Contestação de pedágio eletrônico cobrado por passagem inexistente
Sistemas de identificação automática erram: leitura duplicada, placa trocada, tag clonada, cobrança em praça que você nunca cruzou. O extrato da tag, que quase ninguém confere, é o documento que transforma uma suspeita em contestação — e a contestação bem-feita costuma resolver o caso sem litígio.
Por que isso é relação de consumo
A tag é um serviço contratado com uma empresa administradora, remunerado por tarifa e mensalidade. O Código de Defesa do Consumidor incide integralmente, com o dever de informação adequada e clara sobre o serviço, a responsabilidade do fornecedor pelo vício na prestação e a proteção contra cobranças indevidas.
O parágrafo único do art. 42 do CDC estabelece a consequência mais conhecida: o consumidor cobrado em quantia indevida tem direito à repetição do indébito, por valor igual ao dobro do que pagou em excesso, acrescido de correção monetária e juros legais, salvo hipótese de engano justificável.
A discussão prática costuma girar em torno do engano justificável. Erro pontual e prontamente corrigido tende a ser tratado de forma diferente de cobrança repetida por meses após reclamação formal.
Como montar a contestação com prova
O extrato é o ponto de partida, mas sozinho ele apenas mostra o que a empresa alega. O que convence é o confronto com a sua rotina:
- extrato detalhado das passagens, com data, hora, praça e valor;
- comprovação de que você estava em outro lugar no horário — registro de ponto, nota fiscal, abastecimento, bilhete de viagem, mensagens datadas;
- histórico do veículo em outras praças no mesmo dia, que pode tornar fisicamente impossível a passagem contestada;
- fotografias do veículo e da tag, quando houver alegação de clonagem ou de leitura de placa semelhante;
- protocolo de cada reclamação aberta, com data.

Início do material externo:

//! Content loader - reads pages and blog articles from the content directory

use serde::Serialize;
use std::fs;
use std::path::{Path, PathBuf};
use walkdir::WalkDir;

use super::error::{ContentError, Result};
use super::{sort_newest_first, BlogArticle, BlogArticleMeta, FrontMatter};
use crate::cache::ContentCache;
use crate::config::SiteConfig;
use crate::render::ArticleDocument;

/// Front-matter and body of one page file
#[derive(Debug, Clone, Default, PartialEq, Serialize)]
pub struct PageContent {
    pub front_matter: FrontMatter,
    pub content: String,
}

impl PageContent {
    /// Placeholder for a page that could not be loaded
    pub fn fallback(id: &str) -> Self {
        Self {
            front_matter: FrontMatter::fallback(id),
            content: String::new(),
        }
    }
}

/// Loads content from `<content_dir>/pages` and `<content_dir>/blog`
#[derive(Debug)]
pub struct ContentLoader {
    content_dir: PathBuf,
    config: SiteConfig,
    pages: ContentCache<PageContent>,
    articles: ContentCache<BlogArticle>,
    partials: ContentCache<String>,
}

impl ContentLoader {
    pub fn new<P: AsRef<Path>>(content_dir: P, config: SiteConfig) -> Self {
        Self {
            content_dir: content_dir.as_ref().to_path_buf(),
            config,
            pages: ContentCache::new(),
            articles: ContentCache::new(),
            partials: ContentCache::new(),
        }
    }

    pub fn config(&self) -> &SiteConfig {
        &self.config
    }

    pub fn pages_dir(&self) -> PathBuf {
        self.content_dir.join("pages")
    }

    pub fn blog_dir(&self) -> PathBuf {
        self.content_dir.join("blog")
    }

    pub fn partials_dir(&self) -> PathBuf {
        self.content_dir.join("partials")
    }

    /// Load `pages/<id>.md`.
    ///
    /// Never fails: unreadable or malformed files are logged and replaced by
    /// [`PageContent::fallback`].
    pub fn markdown_content(&self, id: &str) -> PageContent {
        if !is_safe_id(id) {
            tracing::error!("Refusing to load page with invalid id {:?}", id);
            return PageContent::fallback(id);
        }

        let path = self.pages_dir().join(format!("{}.md", id));
        match self.pages.get_or_load(id, &path, || read_page(id, &path)) {
            Ok(page) => page,
            Err(e) => {
                tracing::error!("Error loading page {} from {:?}: {}", id, path, e);
                PageContent::fallback(id)
            }
        }
    }

    /// Identifiers of every `pages/*.md` file, sorted
    pub fn all_page_ids(&self) -> Vec<String> {
        let dir = self.pages_dir();
        if !dir.is_dir() {
            tracing::warn!("Pages directory {:?} does not exist", dir);
            return Vec::new();
        }

        let mut ids: Vec<String> = WalkDir::new(&dir)
            .min_depth(1)
            .max_depth(1)
            .into_iter()
            .filter_map(|e| e.ok())
            .filter(|e| e.file_type().is_file() && is_markdown_file(e.path()))
            .filter_map(|e| {
                e.path()
                    .file_stem()
                    .and_then(|s| s.to_str())
                    .map(str::to_string)
            })
            .collect();
        ids.sort();
        ids
    }

    /// Slugs of every `blog/<slug>/index.md`, sorted
    pub fn blog_slugs(&self) -> Vec<String> {
        let dir = self.blog_dir();
        if !dir.is_dir() {
            tracing::warn!("Blog directory {:?} does not exist", dir);
            return Vec::new();
        }

        let mut slugs: Vec<String> = WalkDir::new(&dir)
            .min_depth(1)
            .max_depth(1)
            .into_iter()
            .filter_map(|e| e.ok())
            .filter(|e| e.file_type().is_dir() && e.path().join("index.md").is_file())
            .filter_map(|e| e.file_name().to_str().map(str::to_string))
            .collect();
        slugs.sort();
        slugs
    }

    /// Load one article, body parsed into its document once per file version
    pub fn blog_article(&self, slug: &str) -> Option<BlogArticle> {
        if !is_safe_id(slug) {
            return None;
        }

        let path = self.blog_dir().join(slug).join("index.md");
        if !path.is_file() {
            tracing::debug!("No blog article at {:?}", path);
            return None;
        }

        match self
            .articles
            .get_or_load(slug, &path, || read_article(slug, &path, &self.config))
        {
            Ok(article) => Some(article),
            Err(e) => {
                tracing::error!("Error loading blog article {}: {}", slug, e);
                None
            }
        }
    }

    pub fn blog_article_meta(&self, slug: &str) -> Option<BlogArticleMeta> {
        self.blog_article(slug).map(|article| article.meta)
    }

    /// Metadata of every readable article, newest first
    pub fn all_blog_articles(&self) -> Vec<BlogArticleMeta> {
        let mut articles: Vec<BlogArticleMeta> = self
            .blog_slugs()
            .iter()
            .filter_map(|slug| self.blog_article_meta(slug))
            .collect();
        sort_newest_first(&mut articles);
        articles
    }

    /// Raw text of `partials/<name>.md`, empty when it cannot be read
    pub fn partial(&self, name: &str) -> String {
        if !is_safe_id(name) {
            tracing::error!("Refusing to load partial with invalid name {:?}", name);
            return String::new();
        }

        let path = self.partials_dir().join(format!("{}.md", name));
        match self
            .partials
            .get_or_load(name, &path, || fs::read_to_string(&path))
        {
            Ok(content) => content,
            Err(e) => {
                tracing::warn!("Partial {} not loaded from {:?}: {}", name, path, e);
                String::new()
            }
        }
    }

    /// Drop every cached page, article and partial
    pub fn clear_cache(&self) {
        self.pages.clear();
        self.articles.clear();
        self.partials.clear();
    }
}

fn read_page(id: &str, path: &Path) -> Result<PageContent> {
    let raw = fs::read_to_string(path).map_err(|e| ContentError::io(path, e))?;
    let (front_matter, body) = parse_front_matter(&raw, path)?;

    if !front_matter.is_valid() {
        tracing::warn!(
            "Page {} is missing a required front-matter field (title, description)",
            id
        );
    }

    Ok(PageContent {
        front_matter,
        content: body.to_string(),
    })
}

fn read_article(slug: &str, path: &Path, config: &SiteConfig) -> Result<BlogArticle> {
    let raw = fs::read_to_string(path).map_err(|e| ContentError::io(path, e))?;
    let (front_matter, body) = parse_front_matter(&raw, path)?;

    if !front_matter.is_valid() {
        tracing::warn!("Blog article {} is missing title or description", slug);
    }

    Ok(BlogArticle {
        meta: BlogArticleMeta::from_front_matter(slug, &front_matter, body, config),
        content: body.to_string(),
        document: ArticleDocument::parse(body, &config.strip_glyphs),
    })
}

fn parse_front_matter<'a>(raw: &'a str, path: &Path) -> Result<(FrontMatter, &'a str)> {
    FrontMatter::parse(raw).map_err(|e| ContentError::FrontMatter {
        path: path.to_path_buf(),
        message: e.to_string(),
    })
}

/// Identifiers map to file names and must not climb out of their directory
fn is_safe_id(id: &str) -> bool {
    !id.is_empty() && !id.contains(['/', '\\']) && !id.starts_with('.')
}

/// Check if a file is a markdown file
fn is_markdown_file(path: &Path) -> bool {
    path.extension()
        .and_then(|e| e.to_str())
        .map(|e| e == "md" || e == "markdown")
        .unwrap_or(false)
}

#[cfg(test)]
mod tests {
    use super::*;
    use std::time::{Duration, SystemTime};
    use tempfile::TempDir;

    fn write(dir: &Path, rel: &str, content: &str) -> PathBuf {
        let path = dir.join(rel);
        fs::create_dir_all(path.parent().unwrap()).unwrap();
        fs::write(&path, content).unwrap();
        path
    }

    fn loader(dir: &TempDir) -> ContentLoader {
        ContentLoader::new(dir.path(), SiteConfig::default())
    }

    #[test]
    fn test_markdown_content() {
        let dir = TempDir::new().unwrap();
        write(
            dir.path(),
            "pages/about.md",
            "---\ntitle: About Us\ndescription: Family-run repair shop\n---\n## Story\nSince 2010.\n",
        );

        let page = loader(&dir).markdown_content("about");
        assert_eq!(page.front_matter.title, "About Us");
        assert_eq!(page.front_matter.description, "Family-run repair shop");
        assert_eq!(page.content, "## Story\nSince 2010.\n");
    }

    #[test]
    fn test_missing_page_falls_back() {
        let dir = TempDir::new().unwrap();
        let loader = loader(&dir);

        let page = loader.markdown_content("nope");
        assert_eq!(page.front_matter.title, "Error loading nope");
        assert_eq!(page.front_matter.description, "");
        assert_eq!(page.content, "");
        assert!(loader.pages.is_empty());
    }

    #[test]
    fn test_malformed_front_matter_falls_back() {
        let dir = TempDir::new().unwrap();
        write(dir.path(), "pages/bad.md", "---\ntitle: [unclosed\n---\nBody");

        let page = loader(&dir).markdown_content("bad");
        assert_eq!(page.front_matter.title, "Error loading bad");
        assert_eq!(page.content, "");
    }

    #[test]
    fn test_invalid_front_matter_still_renders() {
        let dir = TempDir::new().unwrap();
        write(dir.path(), "pages/partial.md", "---\ntitle: Only Title\n---\nBody");

        let page = loader(&dir).markdown_content("partial");
        assert_eq!(page.front_matter.title, "Only Title");
        assert_eq!(page.front_matter.description, "");
        assert_eq!(page.content, "Body");
    }

    #[test]
    fn test_wrongly_typed_fields_keep_the_rest() {
        let dir = TempDir::new().unwrap();
        write(
            dir.path(),
            "pages/about.md",
            "---\ntitle: About Us\ndescription: Family shop\nkeywords: 42\n---\nSince 2010.\n",
        );
        write(
            dir.path(),
            "blog/deck/index.md",
            "---\ntitle: Deck Care\ndescription: Seal it\nfeatured: \"yes\"\n---\nWash, then seal.\n",
        );
        let loader = loader(&dir);

        let page = loader.markdown_content("about");
        assert_eq!(page.front_matter.title, "About Us");
        assert_eq!(page.content, "Since 2010.\n");

        let article = loader.blog_article("deck").unwrap();
        assert_eq!(article.meta.title, "Deck Care");
        assert!(!article.meta.featured);
        assert_eq!(loader.all_blog_articles().len(), 1);
    }

    #[test]
    fn test_partial() {
        let dir = TempDir::new().unwrap();
        write(dir.path(), "partials/header.md", "## [brand]\nname: Vadim\n");
        let loader = loader(&dir);

        assert_eq!(loader.partial("header"), "## [brand]\nname: Vadim\n");
        assert_eq!(loader.partial("footer"), "");
        assert_eq!(loader.partial("../pages/home"), "");

        loader.clear_cache();
        assert!(loader.partials.is_empty());
    }

    #[test]
    fn test_page_cache_follows_mtime() {
        let dir = TempDir::new().unwrap();
        let path = write(dir.path(), "pages/faq.md", "---\ntitle: One\ndescription: d\n---\n");
        let loader = loader(&dir);

        assert_eq!(loader.markdown_content("faq").front_matter.title, "One");

        // Same mtime: the stale cached copy is served
        let mtime = fs::metadata(&path).unwrap().modified().unwrap();
        fs::write(&path, "---\ntitle: Two\ndescription: d\n---\n").unwrap();
        let file = fs::File::options().write(true).open(&path).unwrap();
        file.set_modified(mtime).unwrap();
        assert_eq!(loader.markdown_content("faq").front_matter.title, "One");

        file.set_modified(SystemTime::UNIX_EPOCH + Duration::from_secs(86_400))
            .unwrap();
        assert_eq!(loader.markdown_content("faq").front_matter.title, "Two");

        loader.clear_cache();
        assert!(loader.pages.is_empty());
    }

    #[test]
    fn test_rejects_path_traversal() {
        let dir = TempDir::new().unwrap();
        write(dir.path(), "secret.md", "---\ntitle: Secret\ndescription: s\n---\n");
        let loader = loader(&dir);

        assert_eq!(
            loader.markdown_content("../secret").front_matter.title,
            "Error loading ../secret"
        );
        assert!(loader.blog_article("..").is_none());
    }

    #[test]
    fn test_all_page_ids() {
        let dir = TempDir::new().unwrap();
        write(dir.path(), "pages/home.md", "");
        write(dir.path(), "pages/faq.md", "");
        write(dir.path(), "pages/notes.txt", "");
        write(dir.path(), "pages/nested/deep.md", "");

        assert_eq!(loader(&dir).all_page_ids(), vec!["faq", "home"]);
    }

    #[test]
    fn test_missing_dirs_are_empty() {
        let dir = TempDir::new().unwrap();
        let loader = loader(&dir);
        assert!(loader.all_page_ids().is_empty());
        assert!(loader.all_blog_articles().is_empty());
    }

    #[test]
    fn test_gutter_tips_article() {
        let dir = TempDir::new().unwrap();
        let body = vec!["word"; 600].join(" ");
        write(
            dir.path(),
            "blog/gutter-tips/index.md",
            &format!(
                "---\ntitle: Gutter Tips\ndescription: Keep water out\nauthor: Vadim\ndate: \"2024-01-01\"\ncategory: Maintenance\n---\n{}",
                body
            ),
        );

        let article = loader(&dir).blog_article("gutter-tips").unwrap();
        assert_eq!(article.meta.slug, "gutter-tips");
        assert_eq!(article.meta.reading_time, "3 min read");
        assert_eq!(article.meta.author, "Vadim");
        assert_eq!(article.meta.category, "Maintenance");
        assert_eq!(article.content, body);
    }

    #[test]
    fn test_all_blog_articles_newest_first() {
        let dir = TempDir::new().unwrap();
        for (slug, date) in [("old", "2023-01-01"), ("new", "2024-03-01"), ("mid", "2023-09-15")] {
            write(
                dir.path(),
                &format!("blog/{}/index.md", slug),
                &format!("---\ntitle: {}\ndescription: d\ndate: \"{}\"\n---\nBody", slug, date),
            );
        }
        // A directory without index.md is not an article
        fs::create_dir_all(dir.path().join("blog/drafts")).unwrap();

        let loader = loader(&dir);
        assert_eq!(loader.blog_slugs(), vec!["mid", "new", "old"]);

        let slugs: Vec<_> = loader
            .all_blog_articles()
            .into_iter()
            .map(|a| a.slug)
            .collect();
        assert_eq!(slugs, vec!["new", "mid", "old"]);
        assert!(loader.blog_article("drafts").is_none());
    }

    #[test]
    fn test_article_document_parsed_on_load() {
        let dir = TempDir::new().unwrap();
        write(
            dir.path(),
            "blog/roof/index.md",
            "---\ntitle: Roof\ndescription: d\n---\n# Roof\n## FAQ\n### When?\nSpring.",
        );

        let article = loader(&dir).blog_article("roof").unwrap();
        assert_eq!(article.document.sections.len(), 1);
        assert_eq!(article.document.sections[0].title, "FAQ");
    }
}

Dois pontos de cobrança geograficamente incompatíveis em intervalo curto são o argumento mais eficaz que existe nesse tipo de caso.
A ordem certa das reclamações
Comece pela administradora da tag, por canal que gere protocolo, pedindo o estorno e a imagem de registro da passagem contestada. Empresas de cobrança automática costumam manter registro fotográfico, e o pedido dessa imagem frequentemente encerra a discussão.
Não obtendo solução, leve a reclamação ao órgão de defesa do consumidor e à agência reguladora responsável pela rodovia — federal ou estadual, conforme a concessão. Esse registro cria histórico e costuma acelerar a resposta.
A cobrança automática em rodovias sem cancela, feita por identificação eletrônica ao longo do percurso, tem previsão legal específica na Lei 14.157/2021, que trata do sistema de livre passagem. Nesses trechos, verifique se houve efetiva utilização do percurso tarifado antes de aceitar a cobrança.
O risco de deixar o débito em aberto
Ignorar a cobrança contestada não é neutro. Débitos de pedágio não pagos podem gerar apontamento em cadastros de inadimplentes e, dependendo da regulamentação aplicável, restrição associada ao veículo, o que reaparece na hora do licenciamento ou da transferência.
Por isso a contestação formal é essencial: ela documenta que o valor está sob discussão e sustenta o pedido de retirada de qualquer apontamento indevido.
Se houver negativação por valor contestado com prova documental, abre-se discussão autônoma sobre dano moral, que corre em paralelo ao pedido de estorno.
Um exemplo que mostra o poder do extrato
Um usuário percebe, no extrato de agosto, três cobranças em uma praça situada a mais de trezentos quilômetros da sua cidade, em datas de dias úteis. No mesmo extrato, há registros de passagem na praça do trajeto casa-trabalho, na mesma manhã.
A incompatibilidade física entre os dois registros é a prova. Com o extrato, o registro de ponto do trabalho e o pedido formal das imagens das passagens contestadas, a administradora estornou os valores e substituiu a tag, tratando o caso como leitura indevida.
Sem a conferência do extrato, aquelas três cobranças teriam se repetido nos meses seguintes e, somadas, superariam o custo anual do serviço.
Quando essa disputa merece um advogado
Cobrança repetida após reclamação formal, negativação por valor contestado ou restrição vinculada ao veículo deixam de ser problema de atendimento e passam a ser questão jurídica. Advogado particular pode notificar a administradora, pedir o estorno com repetição do indébito e discutir a reparação por apontamento indevido, com documentos tratados de forma remota.
Perguntas frequentes
Tenho direito ao dobro do valor cobrado a mais?
O parágrafo único do art. 42 do CDC prevê a repetição em dobro do valor pago em excesso, com correção e juros, salvo engano justificável.
Preciso pagar para depois discutir?
Não é obrigatório, mas registrar a contestação por protocolo antes do vencimento evita apontamento e fortalece o pedido de estorno.